**** Material supplied

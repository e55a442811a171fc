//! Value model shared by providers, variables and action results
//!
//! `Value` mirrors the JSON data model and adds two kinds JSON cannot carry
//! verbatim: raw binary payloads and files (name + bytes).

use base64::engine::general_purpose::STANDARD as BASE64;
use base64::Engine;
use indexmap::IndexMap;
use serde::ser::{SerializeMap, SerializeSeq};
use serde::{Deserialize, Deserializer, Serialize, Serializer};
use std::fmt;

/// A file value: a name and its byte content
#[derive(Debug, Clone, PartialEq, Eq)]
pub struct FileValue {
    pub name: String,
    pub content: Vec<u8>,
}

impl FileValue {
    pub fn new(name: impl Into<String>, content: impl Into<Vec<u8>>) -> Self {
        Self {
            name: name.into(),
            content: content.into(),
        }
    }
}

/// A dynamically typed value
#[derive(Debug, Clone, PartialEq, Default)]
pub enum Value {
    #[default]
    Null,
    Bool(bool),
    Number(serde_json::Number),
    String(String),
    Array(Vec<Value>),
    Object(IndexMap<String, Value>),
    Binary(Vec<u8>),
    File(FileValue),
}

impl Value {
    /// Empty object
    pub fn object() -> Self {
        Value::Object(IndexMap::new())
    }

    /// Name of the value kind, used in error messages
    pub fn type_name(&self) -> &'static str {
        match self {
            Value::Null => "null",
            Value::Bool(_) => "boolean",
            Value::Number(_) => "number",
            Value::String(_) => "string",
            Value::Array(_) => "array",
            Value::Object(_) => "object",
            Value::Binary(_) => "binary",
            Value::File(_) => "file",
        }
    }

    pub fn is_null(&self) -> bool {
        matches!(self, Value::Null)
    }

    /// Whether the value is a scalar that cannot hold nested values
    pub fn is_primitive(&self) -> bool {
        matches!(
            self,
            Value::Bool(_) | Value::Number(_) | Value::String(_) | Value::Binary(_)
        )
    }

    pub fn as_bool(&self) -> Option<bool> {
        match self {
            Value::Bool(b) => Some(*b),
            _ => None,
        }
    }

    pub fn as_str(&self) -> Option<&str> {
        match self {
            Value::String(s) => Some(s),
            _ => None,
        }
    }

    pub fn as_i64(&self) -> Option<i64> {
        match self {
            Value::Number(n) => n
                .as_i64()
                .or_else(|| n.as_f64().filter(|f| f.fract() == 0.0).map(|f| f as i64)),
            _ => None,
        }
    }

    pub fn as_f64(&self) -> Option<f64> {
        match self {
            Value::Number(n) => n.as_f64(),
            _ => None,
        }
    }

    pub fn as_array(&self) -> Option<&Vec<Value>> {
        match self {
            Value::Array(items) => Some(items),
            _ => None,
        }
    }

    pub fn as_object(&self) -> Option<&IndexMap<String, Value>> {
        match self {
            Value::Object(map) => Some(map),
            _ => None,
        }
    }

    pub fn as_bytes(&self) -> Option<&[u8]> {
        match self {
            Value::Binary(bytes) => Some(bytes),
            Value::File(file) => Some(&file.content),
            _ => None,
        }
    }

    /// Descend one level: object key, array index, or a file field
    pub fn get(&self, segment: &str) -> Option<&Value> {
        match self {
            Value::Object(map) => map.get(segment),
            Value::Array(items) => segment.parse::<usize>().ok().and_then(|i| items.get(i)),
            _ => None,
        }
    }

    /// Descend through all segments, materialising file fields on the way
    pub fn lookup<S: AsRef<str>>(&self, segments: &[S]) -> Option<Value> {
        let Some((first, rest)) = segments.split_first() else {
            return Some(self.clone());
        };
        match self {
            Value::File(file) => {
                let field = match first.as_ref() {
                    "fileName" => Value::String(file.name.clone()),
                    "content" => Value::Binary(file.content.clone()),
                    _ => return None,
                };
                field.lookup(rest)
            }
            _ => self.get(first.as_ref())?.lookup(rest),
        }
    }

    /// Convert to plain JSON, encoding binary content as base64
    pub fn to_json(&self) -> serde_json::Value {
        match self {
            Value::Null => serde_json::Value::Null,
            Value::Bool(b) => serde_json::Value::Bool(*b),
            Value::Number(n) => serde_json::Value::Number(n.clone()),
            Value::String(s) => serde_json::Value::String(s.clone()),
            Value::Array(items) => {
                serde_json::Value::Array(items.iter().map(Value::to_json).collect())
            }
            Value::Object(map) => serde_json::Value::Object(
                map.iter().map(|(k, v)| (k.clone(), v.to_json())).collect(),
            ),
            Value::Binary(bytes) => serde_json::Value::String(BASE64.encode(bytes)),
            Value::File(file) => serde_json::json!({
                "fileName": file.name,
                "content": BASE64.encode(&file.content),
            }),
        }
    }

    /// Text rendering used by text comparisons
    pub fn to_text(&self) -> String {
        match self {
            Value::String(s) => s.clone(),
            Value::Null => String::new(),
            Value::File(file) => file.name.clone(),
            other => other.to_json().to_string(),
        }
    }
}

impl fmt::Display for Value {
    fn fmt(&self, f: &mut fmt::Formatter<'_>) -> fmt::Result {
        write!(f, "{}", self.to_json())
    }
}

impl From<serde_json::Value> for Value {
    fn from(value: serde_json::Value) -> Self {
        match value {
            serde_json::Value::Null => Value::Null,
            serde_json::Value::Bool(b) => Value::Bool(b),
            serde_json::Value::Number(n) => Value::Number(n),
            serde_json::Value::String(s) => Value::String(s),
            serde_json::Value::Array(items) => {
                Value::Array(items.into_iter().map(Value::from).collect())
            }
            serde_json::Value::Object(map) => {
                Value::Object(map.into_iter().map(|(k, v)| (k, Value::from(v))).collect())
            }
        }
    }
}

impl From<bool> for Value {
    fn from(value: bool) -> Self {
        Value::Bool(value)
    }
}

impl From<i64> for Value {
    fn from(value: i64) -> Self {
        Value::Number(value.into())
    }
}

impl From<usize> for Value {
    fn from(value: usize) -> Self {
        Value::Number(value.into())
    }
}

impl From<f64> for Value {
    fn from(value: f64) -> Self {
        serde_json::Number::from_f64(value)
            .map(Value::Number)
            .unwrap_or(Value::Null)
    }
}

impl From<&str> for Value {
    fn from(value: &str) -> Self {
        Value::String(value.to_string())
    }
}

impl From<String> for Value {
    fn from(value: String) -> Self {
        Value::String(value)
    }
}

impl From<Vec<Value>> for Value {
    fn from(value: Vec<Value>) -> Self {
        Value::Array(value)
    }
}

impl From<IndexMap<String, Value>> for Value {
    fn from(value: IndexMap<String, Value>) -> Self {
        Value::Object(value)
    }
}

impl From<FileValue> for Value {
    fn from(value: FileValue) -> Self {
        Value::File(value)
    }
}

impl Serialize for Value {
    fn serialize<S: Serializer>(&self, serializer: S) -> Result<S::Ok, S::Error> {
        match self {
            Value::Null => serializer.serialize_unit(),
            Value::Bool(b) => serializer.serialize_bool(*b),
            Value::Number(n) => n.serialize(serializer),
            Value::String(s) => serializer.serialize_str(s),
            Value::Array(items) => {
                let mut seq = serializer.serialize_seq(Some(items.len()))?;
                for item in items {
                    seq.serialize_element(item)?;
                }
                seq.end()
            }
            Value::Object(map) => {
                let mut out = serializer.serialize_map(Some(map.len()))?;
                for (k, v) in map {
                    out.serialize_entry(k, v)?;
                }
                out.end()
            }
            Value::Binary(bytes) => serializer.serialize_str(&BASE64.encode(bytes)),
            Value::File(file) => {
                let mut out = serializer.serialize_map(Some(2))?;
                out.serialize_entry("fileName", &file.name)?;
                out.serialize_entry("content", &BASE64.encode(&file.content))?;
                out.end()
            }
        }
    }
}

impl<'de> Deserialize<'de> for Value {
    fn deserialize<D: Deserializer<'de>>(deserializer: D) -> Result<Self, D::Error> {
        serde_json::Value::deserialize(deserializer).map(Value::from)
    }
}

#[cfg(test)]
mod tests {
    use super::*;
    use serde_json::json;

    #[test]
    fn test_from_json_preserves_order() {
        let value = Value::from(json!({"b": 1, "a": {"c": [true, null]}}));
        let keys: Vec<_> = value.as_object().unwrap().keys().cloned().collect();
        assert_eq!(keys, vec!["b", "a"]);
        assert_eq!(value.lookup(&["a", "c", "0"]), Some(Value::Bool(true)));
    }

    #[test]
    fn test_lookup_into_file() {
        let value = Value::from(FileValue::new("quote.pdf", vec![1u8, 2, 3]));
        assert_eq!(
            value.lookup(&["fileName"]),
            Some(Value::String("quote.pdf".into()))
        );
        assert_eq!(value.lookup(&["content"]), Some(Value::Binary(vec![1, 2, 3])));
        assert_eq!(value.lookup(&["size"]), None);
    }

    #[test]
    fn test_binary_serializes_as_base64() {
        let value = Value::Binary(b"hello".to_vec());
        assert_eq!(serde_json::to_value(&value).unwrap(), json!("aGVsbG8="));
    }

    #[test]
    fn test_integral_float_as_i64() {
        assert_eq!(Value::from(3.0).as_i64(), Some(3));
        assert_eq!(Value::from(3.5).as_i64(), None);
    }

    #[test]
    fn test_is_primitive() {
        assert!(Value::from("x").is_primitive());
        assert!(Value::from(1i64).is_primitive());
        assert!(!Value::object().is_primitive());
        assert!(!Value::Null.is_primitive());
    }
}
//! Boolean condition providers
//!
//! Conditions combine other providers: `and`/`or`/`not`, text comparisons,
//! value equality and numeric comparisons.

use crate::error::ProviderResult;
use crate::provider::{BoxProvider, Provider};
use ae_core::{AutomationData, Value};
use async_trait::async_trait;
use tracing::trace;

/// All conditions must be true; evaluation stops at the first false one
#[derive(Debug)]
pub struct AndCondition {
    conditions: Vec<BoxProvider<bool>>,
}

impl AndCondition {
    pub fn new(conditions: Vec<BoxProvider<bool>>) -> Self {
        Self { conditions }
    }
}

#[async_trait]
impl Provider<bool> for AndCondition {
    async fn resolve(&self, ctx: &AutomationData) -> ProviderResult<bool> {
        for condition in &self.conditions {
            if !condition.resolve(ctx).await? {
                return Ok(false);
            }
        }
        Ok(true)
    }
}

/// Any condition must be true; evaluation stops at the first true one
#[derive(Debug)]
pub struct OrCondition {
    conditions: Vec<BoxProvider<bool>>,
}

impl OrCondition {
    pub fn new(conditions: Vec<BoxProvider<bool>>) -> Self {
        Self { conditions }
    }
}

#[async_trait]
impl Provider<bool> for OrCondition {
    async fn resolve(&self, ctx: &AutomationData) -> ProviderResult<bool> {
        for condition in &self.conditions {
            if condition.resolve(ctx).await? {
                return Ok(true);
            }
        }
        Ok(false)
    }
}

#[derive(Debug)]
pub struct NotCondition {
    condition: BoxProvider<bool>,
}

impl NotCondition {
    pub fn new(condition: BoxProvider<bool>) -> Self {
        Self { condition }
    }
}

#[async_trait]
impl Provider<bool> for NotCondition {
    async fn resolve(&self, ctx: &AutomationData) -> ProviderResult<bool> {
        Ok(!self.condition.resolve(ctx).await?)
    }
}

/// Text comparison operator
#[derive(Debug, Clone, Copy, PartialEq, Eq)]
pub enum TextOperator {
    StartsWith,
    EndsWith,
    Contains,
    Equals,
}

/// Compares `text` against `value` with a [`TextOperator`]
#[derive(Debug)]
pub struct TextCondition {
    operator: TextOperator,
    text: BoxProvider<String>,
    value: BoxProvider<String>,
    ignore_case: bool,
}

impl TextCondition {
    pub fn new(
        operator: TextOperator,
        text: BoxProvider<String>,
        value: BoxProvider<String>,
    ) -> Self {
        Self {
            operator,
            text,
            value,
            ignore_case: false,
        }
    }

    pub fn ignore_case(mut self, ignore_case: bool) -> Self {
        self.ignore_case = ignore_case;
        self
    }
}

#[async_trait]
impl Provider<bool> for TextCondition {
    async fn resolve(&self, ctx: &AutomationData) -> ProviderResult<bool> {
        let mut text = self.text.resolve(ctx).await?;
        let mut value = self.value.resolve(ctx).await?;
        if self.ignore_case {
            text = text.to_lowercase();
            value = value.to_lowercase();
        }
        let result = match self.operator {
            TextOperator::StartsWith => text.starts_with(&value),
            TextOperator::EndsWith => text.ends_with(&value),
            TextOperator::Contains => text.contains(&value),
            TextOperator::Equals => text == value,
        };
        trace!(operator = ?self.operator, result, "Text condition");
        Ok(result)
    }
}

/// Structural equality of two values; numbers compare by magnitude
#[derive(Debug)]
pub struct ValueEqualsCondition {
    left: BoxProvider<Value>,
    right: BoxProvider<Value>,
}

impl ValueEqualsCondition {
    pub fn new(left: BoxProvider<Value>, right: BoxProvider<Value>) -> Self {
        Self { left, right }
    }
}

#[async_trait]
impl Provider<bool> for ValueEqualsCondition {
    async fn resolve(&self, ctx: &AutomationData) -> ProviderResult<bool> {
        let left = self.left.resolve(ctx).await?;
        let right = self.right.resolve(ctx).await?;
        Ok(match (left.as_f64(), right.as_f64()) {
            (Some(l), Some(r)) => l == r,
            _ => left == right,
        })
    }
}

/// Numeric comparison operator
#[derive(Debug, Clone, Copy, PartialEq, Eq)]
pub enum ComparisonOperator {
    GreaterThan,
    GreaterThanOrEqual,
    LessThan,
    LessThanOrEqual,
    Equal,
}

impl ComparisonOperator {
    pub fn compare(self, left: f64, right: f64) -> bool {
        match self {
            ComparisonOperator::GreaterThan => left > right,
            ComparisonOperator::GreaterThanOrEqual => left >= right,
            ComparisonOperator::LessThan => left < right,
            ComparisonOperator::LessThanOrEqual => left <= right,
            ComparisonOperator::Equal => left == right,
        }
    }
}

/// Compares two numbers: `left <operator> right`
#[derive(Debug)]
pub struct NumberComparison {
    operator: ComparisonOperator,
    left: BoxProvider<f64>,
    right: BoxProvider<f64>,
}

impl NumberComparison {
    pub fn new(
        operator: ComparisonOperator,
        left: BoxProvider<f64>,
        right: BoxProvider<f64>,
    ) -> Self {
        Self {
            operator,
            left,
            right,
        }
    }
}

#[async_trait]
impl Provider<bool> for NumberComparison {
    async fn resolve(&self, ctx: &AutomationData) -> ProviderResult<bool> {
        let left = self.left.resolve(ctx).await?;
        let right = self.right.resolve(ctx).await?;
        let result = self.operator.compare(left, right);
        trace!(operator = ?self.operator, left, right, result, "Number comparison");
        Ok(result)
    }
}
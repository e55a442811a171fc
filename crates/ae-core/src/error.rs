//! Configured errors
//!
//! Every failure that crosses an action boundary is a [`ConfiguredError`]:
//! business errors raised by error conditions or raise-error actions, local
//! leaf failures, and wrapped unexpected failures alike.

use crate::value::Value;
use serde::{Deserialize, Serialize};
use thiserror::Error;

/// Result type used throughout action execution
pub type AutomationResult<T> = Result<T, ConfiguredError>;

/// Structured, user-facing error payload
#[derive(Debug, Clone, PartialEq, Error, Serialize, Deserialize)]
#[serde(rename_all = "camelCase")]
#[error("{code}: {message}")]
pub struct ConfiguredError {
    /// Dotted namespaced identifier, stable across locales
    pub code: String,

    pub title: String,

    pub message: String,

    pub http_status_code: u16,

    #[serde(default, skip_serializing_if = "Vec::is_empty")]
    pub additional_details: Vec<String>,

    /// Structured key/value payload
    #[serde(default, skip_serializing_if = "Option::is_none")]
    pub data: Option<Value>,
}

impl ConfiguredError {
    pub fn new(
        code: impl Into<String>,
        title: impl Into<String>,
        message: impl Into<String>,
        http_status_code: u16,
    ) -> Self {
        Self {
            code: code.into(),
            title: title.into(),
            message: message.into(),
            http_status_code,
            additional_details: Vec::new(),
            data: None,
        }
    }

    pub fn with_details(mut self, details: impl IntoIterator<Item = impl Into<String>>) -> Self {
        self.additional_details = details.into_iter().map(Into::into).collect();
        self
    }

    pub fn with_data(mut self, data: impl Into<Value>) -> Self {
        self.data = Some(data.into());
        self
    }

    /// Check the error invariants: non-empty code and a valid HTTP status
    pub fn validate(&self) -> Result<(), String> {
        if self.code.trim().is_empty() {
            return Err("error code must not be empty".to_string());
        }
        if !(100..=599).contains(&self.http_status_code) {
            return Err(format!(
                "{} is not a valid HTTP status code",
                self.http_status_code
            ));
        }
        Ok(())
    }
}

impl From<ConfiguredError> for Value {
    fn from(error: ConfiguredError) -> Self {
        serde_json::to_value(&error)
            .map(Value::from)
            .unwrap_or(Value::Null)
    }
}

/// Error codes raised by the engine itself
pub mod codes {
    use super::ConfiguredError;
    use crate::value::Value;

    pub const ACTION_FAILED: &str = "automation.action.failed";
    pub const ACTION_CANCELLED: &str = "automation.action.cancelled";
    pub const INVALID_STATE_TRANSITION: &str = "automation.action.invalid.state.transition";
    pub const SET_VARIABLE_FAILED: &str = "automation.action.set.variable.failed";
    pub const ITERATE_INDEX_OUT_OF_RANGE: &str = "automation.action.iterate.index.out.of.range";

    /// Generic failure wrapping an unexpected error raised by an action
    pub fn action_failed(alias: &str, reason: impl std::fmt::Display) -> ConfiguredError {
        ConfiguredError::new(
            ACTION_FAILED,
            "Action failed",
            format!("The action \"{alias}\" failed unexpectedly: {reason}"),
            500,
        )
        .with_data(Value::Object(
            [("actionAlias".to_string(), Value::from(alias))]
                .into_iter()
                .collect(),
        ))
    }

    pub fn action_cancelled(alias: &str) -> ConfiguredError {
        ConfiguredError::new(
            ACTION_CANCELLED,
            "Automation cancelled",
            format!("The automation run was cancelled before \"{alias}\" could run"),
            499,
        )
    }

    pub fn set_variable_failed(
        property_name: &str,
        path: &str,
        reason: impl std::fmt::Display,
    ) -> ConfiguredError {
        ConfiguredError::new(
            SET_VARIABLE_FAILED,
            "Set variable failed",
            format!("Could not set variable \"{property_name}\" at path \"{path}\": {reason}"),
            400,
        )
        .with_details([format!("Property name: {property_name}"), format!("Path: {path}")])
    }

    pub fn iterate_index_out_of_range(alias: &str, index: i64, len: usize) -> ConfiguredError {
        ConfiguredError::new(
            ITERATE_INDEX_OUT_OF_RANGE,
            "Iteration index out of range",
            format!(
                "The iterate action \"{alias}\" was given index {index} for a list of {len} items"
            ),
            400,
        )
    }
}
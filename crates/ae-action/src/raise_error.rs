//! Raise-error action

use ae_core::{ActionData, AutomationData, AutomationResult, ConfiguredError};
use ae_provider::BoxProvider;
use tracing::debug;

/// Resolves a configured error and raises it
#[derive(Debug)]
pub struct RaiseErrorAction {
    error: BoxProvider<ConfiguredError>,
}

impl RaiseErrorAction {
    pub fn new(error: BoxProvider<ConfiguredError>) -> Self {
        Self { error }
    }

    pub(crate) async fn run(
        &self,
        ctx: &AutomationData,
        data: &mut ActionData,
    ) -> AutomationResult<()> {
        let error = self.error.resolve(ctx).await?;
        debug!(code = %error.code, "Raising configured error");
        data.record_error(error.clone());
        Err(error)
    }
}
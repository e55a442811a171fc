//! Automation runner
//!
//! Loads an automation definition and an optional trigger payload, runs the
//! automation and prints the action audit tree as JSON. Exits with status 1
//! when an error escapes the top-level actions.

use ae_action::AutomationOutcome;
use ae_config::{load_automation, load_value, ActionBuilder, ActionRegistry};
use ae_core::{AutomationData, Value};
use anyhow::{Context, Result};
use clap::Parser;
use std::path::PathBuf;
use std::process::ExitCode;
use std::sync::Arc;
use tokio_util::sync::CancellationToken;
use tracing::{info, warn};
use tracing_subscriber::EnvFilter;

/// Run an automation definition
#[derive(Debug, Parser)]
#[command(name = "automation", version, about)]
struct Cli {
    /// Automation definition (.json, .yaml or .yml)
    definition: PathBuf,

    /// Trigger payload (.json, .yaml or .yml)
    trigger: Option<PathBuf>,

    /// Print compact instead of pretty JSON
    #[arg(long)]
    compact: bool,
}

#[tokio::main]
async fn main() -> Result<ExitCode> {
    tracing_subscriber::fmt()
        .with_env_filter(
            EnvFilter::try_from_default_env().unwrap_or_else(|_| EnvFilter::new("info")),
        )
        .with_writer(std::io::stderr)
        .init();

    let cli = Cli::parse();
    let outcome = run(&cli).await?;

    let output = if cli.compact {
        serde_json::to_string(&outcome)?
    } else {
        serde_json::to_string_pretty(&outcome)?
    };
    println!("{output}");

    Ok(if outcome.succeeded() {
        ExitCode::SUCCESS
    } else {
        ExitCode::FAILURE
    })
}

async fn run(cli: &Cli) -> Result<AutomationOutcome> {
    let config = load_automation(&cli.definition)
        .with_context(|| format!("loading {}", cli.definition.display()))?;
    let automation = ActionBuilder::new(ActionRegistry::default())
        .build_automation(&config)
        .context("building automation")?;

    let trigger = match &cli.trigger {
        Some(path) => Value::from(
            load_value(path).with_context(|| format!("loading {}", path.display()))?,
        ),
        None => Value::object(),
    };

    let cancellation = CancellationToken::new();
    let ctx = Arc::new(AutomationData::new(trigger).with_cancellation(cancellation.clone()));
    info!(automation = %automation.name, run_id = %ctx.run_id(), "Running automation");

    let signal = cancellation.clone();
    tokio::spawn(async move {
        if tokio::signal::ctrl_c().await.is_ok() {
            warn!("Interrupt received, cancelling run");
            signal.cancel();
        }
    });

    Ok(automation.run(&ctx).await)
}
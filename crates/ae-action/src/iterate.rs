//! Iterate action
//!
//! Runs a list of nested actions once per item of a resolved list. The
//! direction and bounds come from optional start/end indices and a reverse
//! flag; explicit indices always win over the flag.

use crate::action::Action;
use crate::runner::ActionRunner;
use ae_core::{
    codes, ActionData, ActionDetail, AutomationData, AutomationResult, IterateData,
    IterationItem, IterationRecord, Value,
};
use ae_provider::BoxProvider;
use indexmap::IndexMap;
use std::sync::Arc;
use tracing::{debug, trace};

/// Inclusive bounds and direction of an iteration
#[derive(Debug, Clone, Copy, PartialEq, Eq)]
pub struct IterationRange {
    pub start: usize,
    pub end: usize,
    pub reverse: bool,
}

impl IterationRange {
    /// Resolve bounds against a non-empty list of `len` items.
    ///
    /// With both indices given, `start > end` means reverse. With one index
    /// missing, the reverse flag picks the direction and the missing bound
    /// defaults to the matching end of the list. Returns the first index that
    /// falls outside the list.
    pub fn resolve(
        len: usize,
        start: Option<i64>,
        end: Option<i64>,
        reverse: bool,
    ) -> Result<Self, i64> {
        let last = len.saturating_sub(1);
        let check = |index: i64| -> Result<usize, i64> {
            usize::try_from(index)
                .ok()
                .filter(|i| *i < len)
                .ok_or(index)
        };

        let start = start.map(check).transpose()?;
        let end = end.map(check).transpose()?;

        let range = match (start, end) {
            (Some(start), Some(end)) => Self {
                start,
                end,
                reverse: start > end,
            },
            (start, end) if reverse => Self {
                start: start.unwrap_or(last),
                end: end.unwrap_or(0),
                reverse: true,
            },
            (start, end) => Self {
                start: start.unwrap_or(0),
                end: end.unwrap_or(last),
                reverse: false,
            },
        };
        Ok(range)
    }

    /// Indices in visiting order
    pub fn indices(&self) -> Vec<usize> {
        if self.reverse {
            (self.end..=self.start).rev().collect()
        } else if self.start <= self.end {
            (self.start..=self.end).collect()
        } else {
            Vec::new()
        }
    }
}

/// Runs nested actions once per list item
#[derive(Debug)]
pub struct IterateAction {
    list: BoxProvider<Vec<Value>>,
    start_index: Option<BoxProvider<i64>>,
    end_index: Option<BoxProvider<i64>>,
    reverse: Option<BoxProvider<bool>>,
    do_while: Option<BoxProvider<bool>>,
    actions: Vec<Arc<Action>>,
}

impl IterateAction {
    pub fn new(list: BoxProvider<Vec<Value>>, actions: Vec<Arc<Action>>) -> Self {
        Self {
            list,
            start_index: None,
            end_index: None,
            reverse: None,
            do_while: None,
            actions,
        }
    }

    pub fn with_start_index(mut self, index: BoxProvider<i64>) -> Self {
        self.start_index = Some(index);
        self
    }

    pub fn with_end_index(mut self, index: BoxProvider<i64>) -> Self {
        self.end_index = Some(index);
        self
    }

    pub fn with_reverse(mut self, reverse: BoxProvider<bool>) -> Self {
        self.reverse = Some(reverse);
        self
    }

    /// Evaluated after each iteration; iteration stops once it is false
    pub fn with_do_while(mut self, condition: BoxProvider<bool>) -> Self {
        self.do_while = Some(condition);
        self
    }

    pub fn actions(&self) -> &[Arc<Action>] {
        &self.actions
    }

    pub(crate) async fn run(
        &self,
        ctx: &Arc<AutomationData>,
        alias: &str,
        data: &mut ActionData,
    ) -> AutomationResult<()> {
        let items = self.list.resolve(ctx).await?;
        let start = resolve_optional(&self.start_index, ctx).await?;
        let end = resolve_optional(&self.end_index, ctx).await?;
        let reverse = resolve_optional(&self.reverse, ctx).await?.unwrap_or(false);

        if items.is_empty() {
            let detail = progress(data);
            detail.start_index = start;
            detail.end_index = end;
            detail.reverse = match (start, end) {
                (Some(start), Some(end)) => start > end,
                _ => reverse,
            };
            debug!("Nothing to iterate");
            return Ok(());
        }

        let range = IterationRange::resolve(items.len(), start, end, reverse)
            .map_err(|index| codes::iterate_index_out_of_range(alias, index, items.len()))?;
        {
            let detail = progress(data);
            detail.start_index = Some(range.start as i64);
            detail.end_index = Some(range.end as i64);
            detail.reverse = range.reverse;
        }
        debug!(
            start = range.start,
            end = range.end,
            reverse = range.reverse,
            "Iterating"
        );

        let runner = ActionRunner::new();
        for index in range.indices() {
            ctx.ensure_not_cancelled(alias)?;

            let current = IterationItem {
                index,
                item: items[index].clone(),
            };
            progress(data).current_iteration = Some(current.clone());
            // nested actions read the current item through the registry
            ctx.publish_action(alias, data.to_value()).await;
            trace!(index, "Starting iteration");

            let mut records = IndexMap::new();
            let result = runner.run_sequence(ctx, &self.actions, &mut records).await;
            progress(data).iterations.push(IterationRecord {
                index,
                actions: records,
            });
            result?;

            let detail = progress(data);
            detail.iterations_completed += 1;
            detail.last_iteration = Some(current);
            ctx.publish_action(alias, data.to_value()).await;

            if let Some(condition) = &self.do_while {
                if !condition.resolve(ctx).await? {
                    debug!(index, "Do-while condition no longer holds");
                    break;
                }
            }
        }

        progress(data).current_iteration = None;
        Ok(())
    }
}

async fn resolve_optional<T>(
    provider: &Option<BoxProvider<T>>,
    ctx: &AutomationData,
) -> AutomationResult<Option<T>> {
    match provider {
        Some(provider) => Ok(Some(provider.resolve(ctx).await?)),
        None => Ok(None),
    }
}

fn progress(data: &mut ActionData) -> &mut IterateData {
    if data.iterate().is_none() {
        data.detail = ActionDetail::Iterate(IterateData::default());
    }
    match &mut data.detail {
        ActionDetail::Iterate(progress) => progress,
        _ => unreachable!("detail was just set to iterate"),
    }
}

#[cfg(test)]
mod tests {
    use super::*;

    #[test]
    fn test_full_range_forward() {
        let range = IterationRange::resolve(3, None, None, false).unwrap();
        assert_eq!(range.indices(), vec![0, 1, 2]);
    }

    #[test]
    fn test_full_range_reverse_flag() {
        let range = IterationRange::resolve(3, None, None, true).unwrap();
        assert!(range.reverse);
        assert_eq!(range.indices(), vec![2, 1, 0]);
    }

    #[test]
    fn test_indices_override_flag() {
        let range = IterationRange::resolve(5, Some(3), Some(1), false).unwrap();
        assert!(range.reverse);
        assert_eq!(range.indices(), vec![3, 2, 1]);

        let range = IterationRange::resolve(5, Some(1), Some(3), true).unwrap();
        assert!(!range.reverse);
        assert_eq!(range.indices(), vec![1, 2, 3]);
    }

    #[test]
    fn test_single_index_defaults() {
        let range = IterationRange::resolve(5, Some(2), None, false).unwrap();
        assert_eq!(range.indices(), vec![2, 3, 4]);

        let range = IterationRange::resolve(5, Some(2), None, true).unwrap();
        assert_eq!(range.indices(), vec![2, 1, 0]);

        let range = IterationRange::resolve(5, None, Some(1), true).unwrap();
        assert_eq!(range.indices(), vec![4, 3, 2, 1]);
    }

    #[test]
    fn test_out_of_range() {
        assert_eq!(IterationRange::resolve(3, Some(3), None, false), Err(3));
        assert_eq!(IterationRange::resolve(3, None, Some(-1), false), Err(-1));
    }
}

********

• [Aim of the exercise]: Search the material above for the word "used", then copy each line that holds it.

• [Final answer]:
    /// Name of the value kind, used in error messages
    /// Text rendering used by text comparisons
/// Result type used throughout action execution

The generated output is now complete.